As well in arguments of function calls:
  type(('A').byte(1),)
  type(('A').byte(2),)
passes one value to the type function in each case: 65 or nil

As well in table constructors:
 { [2] = 'dummy', ('A').byte(1), ('A').byte(2), }
sets the two index [1] and [2] to 65 and nil respectively (the 'dummy' value in [2] is overriden)

And for another proposal I intend to make: i.e. passing parameters by names, and declaring functions with named parameters and defaults, the named parameters and their default will be stored in the function's environment created by the function definition (which is already a key-indexed table), and not just mapped to local variables in the local closure (initialized on entry from upvalues for unnamed parameters without default: local variables in local closure for arguments passed by name would first be initialized from the function's environment to get their default value, then arguments values passed by name will overwrite this default).

Calling a function with named parameters just means passing them in a table created by the caller, except that this table is not an argument of the function itself, it will be processed by the function entry itself (that will process them with the default values stored in the function's environment.

So you could declare simply: function fun{x = 0}  --[[statements...]] end
or just: function fun{x = 0} --[[statements...]] end
This would create an environment containing: { x = 0 } for the default values
You can call it using normal parentheses: fun(x=20) -- bind named parameter to arg['x']
But not that this is not equivalent to the call: fun(20) -- argument is passed in upvalue: arg[1]
And not equivalent to the call: fun{20} -- set arg[1]={20}

As well I'd like to see "parser attributes" added to Lua for *any* block of instruction or for *any* _expression_ in parentheses, just as a litteral string constant (or several sucessive ones) just before the actual _expression_ or block of instructions.

Parser attributes have lot of uses in other languages, the semantics of these attributes could even be implemented in pure Lua. They can provide interesting things, notably metadata, debugging/tracing info, parser directives (e.g. semantics of operators or numeric expressions and rounding modes), directives for the Lua script loader, digital signatures to any script such as this at the begining of a loadable Lua module:

[[security={
     SHA1 = '43eg...',
     SHA256 = '...'
     ['microsoft.Authenticode'] = '...'
}]]
[[strict, ieee.rounding]]

Note the use of "self": it references the object representing the script being loaded in the parser, that will then assert this statement, using the source of the script to compute and check the signatures for algorithms that it supports. A parser is not required to check these signatures or support all algorithms, it can choose to check only one. If it accepts the given algorithm, it will assert it or the parser will return an error to the caller of the parser, indicating that the script is not secure or has been tampered, so it will not run the rest of the Lua script.

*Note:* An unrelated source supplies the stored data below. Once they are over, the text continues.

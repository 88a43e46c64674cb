//! Fixed-radius buffer polygons around store points.
//!
//! Vertices are placed on the WGS 84 ellipsoid along geodesics from the
//! store and then projected, so a buffer covers the true ground radius
//! in any working projection.

use geo::{Coord, Destination, Geodesic, LineString, Point, Polygon};
use store_income_enrich_models::{Buffer, Store, config::EnrichConfig};
use store_income_spatial::crs::{Crs, CrsError};

use crate::EnrichError;
use crate::normalize::Normalized;

/// Ring of `segments` points `radius_m` ground metres from `center`
/// (WGS 84 degrees), clockwise from due north.
///
/// Longitudes are kept continuous with the center so a ring crossing
/// the antimeridian does not wrap around the globe.
#[must_use]
#[allow(clippy::cast_precision_loss)]
pub fn geodesic_ring(center: Point<f64>, radius_m: f64, segments: usize) -> Vec<Coord<f64>> {
    (0..segments)
        .map(|i| {
            let bearing = 360.0 * i as f64 / segments as f64;
            let mut c = Geodesic.destination(center, bearing, radius_m).0;
            if c.x - center.x() > 180.0 {
                c.x -= 360.0;
            } else if c.x - center.x() < -180.0 {
                c.x += 360.0;
            }
            c
        })
        .collect()
}

/// Buffers one store located in `crs` by `radius_m` ground metres.
///
/// # Errors
///
/// Returns [`EnrichError::ReprojectionFailure`] if the store cannot be
/// taken to WGS 84 or a vertex cannot be projected back into `crs`.
pub fn buffer_store(
    store: &Store,
    crs: Crs,
    radius_m: f64,
    segments: usize,
) -> Result<Buffer, EnrichError> {
    let failure = |e: CrsError| EnrichError::ReprojectionFailure {
        message: format!("buffer of store {}: {e}", store.id),
    };

    let center = Point(crs.to_geographic(store.location.0).map_err(failure)?);
    let ring = geodesic_ring(center, radius_m, segments)
        .into_iter()
        .map(|c| crs.from_geographic(c))
        .collect::<Result<Vec<_>, _>>()
        .map_err(failure)?;

    Ok(Buffer {
        store_id: store.id.clone(),
        center: store.location,
        radius: radius_m,
        polygon: Polygon::new(LineString::from(ring), Vec::new()),
    })
}

/// Buffers every store of a normalized layer, one buffer per store, in
/// input order.
///
/// # Errors
///
/// Propagates the first [`buffer_store`] failure.
pub fn buffer_stores(
    stores: &Normalized<Store>,
    config: &EnrichConfig,
) -> Result<Vec<Buffer>, EnrichError> {
    let radius_m = config.buffer_radius_meters();
    let buffers = stores
        .records
        .iter()
        .map(|store| buffer_store(store, stores.crs, radius_m, config.buffer_segments))
        .collect::<Result<Vec<_>, _>>()?;

    log::info!(
        "Built {} buffers of {} mi in {}",
        buffers.len(),
        config.buffer_radius_miles,
        stores.crs
    );

    Ok(buffers)
}

#[cfg(test)]
mod tests {
    use super::*;
    use geo::{BoundingRect, Contains, Distance};
    use store_income_enrich_models::Attributes;
    use store_income_spatial::crs::transform;

    const THREE_MILES_M: f64 = 3.0 * 1609.344;

    /// DC, Seattle, Anchorage, Honolulu.
    const PLACES: [(&str, f64, f64); 4] = [
        ("dc", -77.0365, 38.8977),
        ("seattle", -122.3321, 47.6062),
        ("anchorage", -149.9003, 61.2181),
        ("honolulu", -157.8583, 21.3069),
    ];

    fn projected_store(id: &str, lon: f64, lat: f64, crs: Crs) -> Store {
        let c = transform(Crs::Wgs84, crs, Coord { x: lon, y: lat }).unwrap();
        Store {
            id: id.to_string(),
            location: Point(c),
            attributes: Attributes::new(),
        }
    }

    fn projected(crs: Crs, p: Point<f64>) -> Point<f64> {
        Point(transform(Crs::Wgs84, crs, p.0).unwrap())
    }

    #[test]
    fn ring_is_closed_with_requested_vertices() {
        let store = projected_store("s", -77.0, 38.9, Crs::WebMercator);
        let buffer = buffer_store(&store, Crs::WebMercator, THREE_MILES_M, 16).unwrap();
        let ring = buffer.polygon.exterior();
        assert!(ring.is_closed());
        assert_eq!(ring.0.len(), 17);
        assert_eq!(buffer.store_id, "s");
        assert_eq!(buffer.center, store.location);
        assert!((buffer.radius - THREE_MILES_M).abs() < f64::EPSILON);
    }

    #[test]
    fn vertices_lie_at_ground_radius_in_every_projection() {
        for crs in [Crs::WebMercator, Crs::ConusAlbers] {
            for (name, lon, lat) in PLACES {
                let store = projected_store(name, lon, lat, crs);
                let buffer = buffer_store(&store, crs, THREE_MILES_M, 64).unwrap();
                let center = Point::new(lon, lat);
                for vertex in &buffer.polygon.exterior().0 {
                    let geographic = Point(transform(crs, Crs::Wgs84, *vertex).unwrap());
                    let d = Geodesic.distance(center, geographic);
                    assert!(
                        (d - THREE_MILES_M).abs() < 0.5,
                        "{crs} {name}: vertex {d} m from store"
                    );
                }
            }
        }
    }

    #[test]
    fn membership_at_radius_boundary_outside_conus() {
        for crs in [Crs::ConusAlbers, Crs::WebMercator] {
            for (name, lon, lat) in PLACES {
                let store = projected_store(name, lon, lat, crs);
                let buffer = buffer_store(&store, crs, THREE_MILES_M, 64).unwrap();
                let center = Point::new(lon, lat);
                assert!(buffer.polygon.contains(&store.location));

                // Bearings offset from the vertices probe the chords too.
                for step in 0..36 {
                    let bearing = f64::from(step).mul_add(10.0, 2.5);
                    let inside = Geodesic.destination(center, bearing, THREE_MILES_M * 0.99);
                    let outside = Geodesic.destination(center, bearing, THREE_MILES_M * 1.01);
                    assert!(
                        buffer.polygon.contains(&projected(crs, inside)),
                        "{crs} {name}: 0.99r not inside at {bearing}"
                    );
                    assert!(
                        !buffer.polygon.contains(&projected(crs, outside)),
                        "{crs} {name}: 1.01r inside at {bearing}"
                    );
                }
            }
        }
    }

    #[test]
    fn mercator_footprint_stretches_with_latitude() {
        let store = projected_store("north", 10.0, 60.0, Crs::WebMercator);
        let buffer = buffer_store(&store, Crs::WebMercator, THREE_MILES_M, 64).unwrap();
        let rect = buffer.polygon.bounding_rect().unwrap();
        let stretch = rect.width() / (2.0 * THREE_MILES_M);
        assert!((stretch - 2.0).abs() < 0.02, "stretch {stretch}");
    }

    #[test]
    fn ring_near_antimeridian_stays_local() {
        let ring = geodesic_ring(Point::new(179.99, 0.0), THREE_MILES_M, 8);
        assert!(ring.iter().all(|c| (c.x - 179.99).abs() < 0.1), "{ring:?}");
    }

    #[test]
    fn one_buffer_per_store_in_order() {
        let stores = Normalized {
            name: "stores".to_string(),
            crs: Crs::WebMercator,
            records: vec![
                projected_store("a", -77.0, 38.9, Crs::WebMercator),
                projected_store("b", -77.0, 38.9, Crs::WebMercator),
                projected_store("c", -90.0, 30.0, Crs::WebMercator),
            ],
        };
        let buffers = buffer_stores(&stores, &EnrichConfig::default()).unwrap();
        let ids: Vec<&str> = buffers.iter().map(|b| b.store_id.as_str()).collect();
        assert_eq!(ids, ["a", "b", "c"]);
        assert_eq!(buffers[0], Buffer { store_id: "a".to_string(), ..buffers[1].clone() });
    }

    #[test]
    fn buffering_is_deterministic() {
        let store = projected_store("s", -87.6, 41.9, Crs::ConusAlbers);
        let a = buffer_store(&store, Crs::ConusAlbers, THREE_MILES_M, 64).unwrap();
        let b = buffer_store(&store, Crs::ConusAlbers, THREE_MILES_M, 64).unwrap();
        assert_eq!(a, b);
    }
}
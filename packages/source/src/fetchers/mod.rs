//! Fetcher dispatch and implementations for different service types.
//!
//! Each fetcher downloads raw `GeoJSON` features from a census income
//! service.

pub mod arcgis;
pub mod geojson_url;

use crate::{IncomeFetcherConfig, IncomeSource, SourceError};

/// Fetches raw `GeoJSON` features from the source's service.
///
/// # Errors
///
/// Returns [`SourceError`] if the HTTP request or response parsing
/// fails.
pub async fn fetch_features(
    client: &reqwest::Client,
    source: &IncomeSource,
) -> Result<Vec<serde_json::Value>, SourceError> {
    match &source.fetcher {
        IncomeFetcherConfig::Arcgis {
            url,
            out_fields,
            page_size,
        } => arcgis::fetch(client, url, out_fields, *page_size).await,
        IncomeFetcherConfig::GeojsonUrl { url } => geojson_url::fetch(client, url).await,
    }
}
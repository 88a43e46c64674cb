//! Buffer/income-area spatial join and per-buffer income aggregation.
//!
//! Each buffer is matched to every income area whose polygon intersects
//! it, boundary contact included. Areas are not clipped and not
//! weighted by overlap: an area's full value counts once toward the
//! unweighted mean of every buffer it touches.

use store_income_enrich_models::{Buffer, IncomeAggregate, IncomeArea, JoinResult};
use store_income_spatial::AreaIndex;
use store_income_spatial::crs::Crs;

use crate::EnrichError;
use crate::normalize::Normalized;

/// ACS annotation values published in estimate columns in place of data
/// (e.g. `-666666666` for "estimate could not be computed").
const ACS_SENTINELS: [f64; 7] = [
    -111_111_111.0,
    -222_222_222.0,
    -333_333_333.0,
    -555_555_555.0,
    -666_666_666.0,
    -888_888_888.0,
    -999_999_999.0,
];

/// Usable income value of `area`'s `field`, if any.
///
/// Absent, null, boolean, non-numeric, non-finite, and ACS sentinel
/// values are all unusable.
#[must_use]
pub fn income_value(area: &IncomeArea, field: &str) -> Option<f64> {
    area.attributes
        .get(field)?
        .as_number()
        .filter(|v| !ACS_SENTINELS.contains(v))
}

/// Unweighted mean of `values`, or [`IncomeAggregate::Missing`] when
/// there are none.
#[must_use]
#[allow(clippy::cast_precision_loss)]
pub fn mean<I>(values: I) -> IncomeAggregate
where
    I: IntoIterator<Item = f64>,
{
    let (sum, count) = values
        .into_iter()
        .fold((0.0, 0usize), |(sum, count), v| (sum + v, count + 1));
    if count == 0 {
        IncomeAggregate::Missing
    } else {
        IncomeAggregate::Mean(sum / count as f64)
    }
}

/// Joins one buffer against the index and aggregates `field`.
///
/// With `field == None` (empty income layer) the aggregate is missing.
#[must_use]
pub fn join_buffer(
    buffer: &Buffer,
    index: &AreaIndex<'_>,
    areas: &[IncomeArea],
    field: Option<&str>,
) -> JoinResult {
    let area_indices = index.intersecting(&buffer.polygon);

    let values: Vec<f64> = field.map_or_else(Vec::new, |field| {
        area_indices
            .iter()
            .filter_map(|&i| income_value(&areas[i], field))
            .collect()
    });

    let aggregate = mean(values.iter().copied());

    log::debug!(
        "Store {}: {} intersecting areas, {} valued, aggregate {aggregate:?}",
        buffer.store_id,
        area_indices.len(),
        values.len()
    );

    JoinResult {
        store_id: buffer.store_id.clone(),
        area_indices,
        valued_count: values.len(),
        aggregate,
    }
}

/// Joins every buffer against the income layer, one result per buffer
/// in buffer order.
///
/// # Errors
///
/// Returns [`EnrichError::CrsMismatch`] if the buffers and the income
/// layer are not in the same reference.
pub fn join_all(
    buffers: &[Buffer],
    buffer_crs: Crs,
    income: &Normalized<IncomeArea>,
    field: Option<&str>,
) -> Result<Vec<JoinResult>, EnrichError> {
    if buffer_crs != income.crs {
        return Err(EnrichError::CrsMismatch {
            buffers: buffer_crs,
            income: income.crs,
        });
    }

    let index = AreaIndex::build(income.records.iter().map(|area| &area.geometry));

    let results: Vec<JoinResult> = buffers
        .iter()
        .map(|buffer| join_buffer(buffer, &index, &income.records, field))
        .collect();

    let matched = results.iter().filter(|r| !r.area_indices.is_empty()).count();
    let defined = results.iter().filter(|r| !r.aggregate.is_missing()).count();
    log::info!(
        "Joined {} buffers against {} income areas: {matched} intersect, {defined} have an aggregate",
        buffers.len(),
        index.len()
    );

    Ok(results)
}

This attribute is not a comment, its content really parsed (using the Lua syntax), just as a comma-separated list of expressions or members of a table constructor (you may have multiple attributes in the same string), possibly indexed as key/value, and each listed attribute may also be a subtable (like in the previous example); however the "expressions" in that list may not reference external variables by name: if you give a name, it becomes a string and is stored at an numeric index in the internal table built for parsed attributes (so the 'strict' attribute above is a string in attribute[1], the 'security={}" above is a table in attribute['security']. such facility however is not used for explicity keyed attributes (notably when their value is a normal Lua table).

"Parser attributes" are then just normal Lua string constants, they are not used when running the block or evaluating the _expression_, they are only used inside the parser (and can be used to compile the Lua script if needed to native code)

Parsers could use theses attributes to allow the code to use introspection and reflexion with more hints about expected types, values, code recommendations or deprecations, or as helpers for code generators (e.g. in IDE's like Eclipse or VStudio) and info for programming models (UML or similar)...






Le mar. 7 sept. 2021 à 11:48, Paul Ducklin <pducklin@outlook.com> a écrit :
>But: type(('A').byte(2),) will never raise that error
>as there is always at least one value provided
>which will be nil (this syntax is much clearer than
>using surrounding parentheses!)

I don’t see why your trailing comma notation is clearer at all, let alone “much clearer” :-)

Elsewhere in Lua, e.g. in table creation, the comma is an item terminator, not a separator.

So my natural reading of your notation would be that call(a,) and call(a) ought to be equivalent, in the same way that {a} and {a,} are equivalent.

On the other hand, the notation ‘an _expression_ in parenthesis is truncated to a single item’ (as confusing as it might be to a novice) clearly denotes ‘something that applies to whatever is inside the brackets’.

Methinks you have discovered something that seems weird at first but is logical enough once explained, and is easily avoided by using the long-established ‘parenthesis as an operator to cast a list to a value’ notation.

Therefore I suspect that the issue is in the subject line (the word “error” should not be in quotes and the word incorrect is incorrect:-)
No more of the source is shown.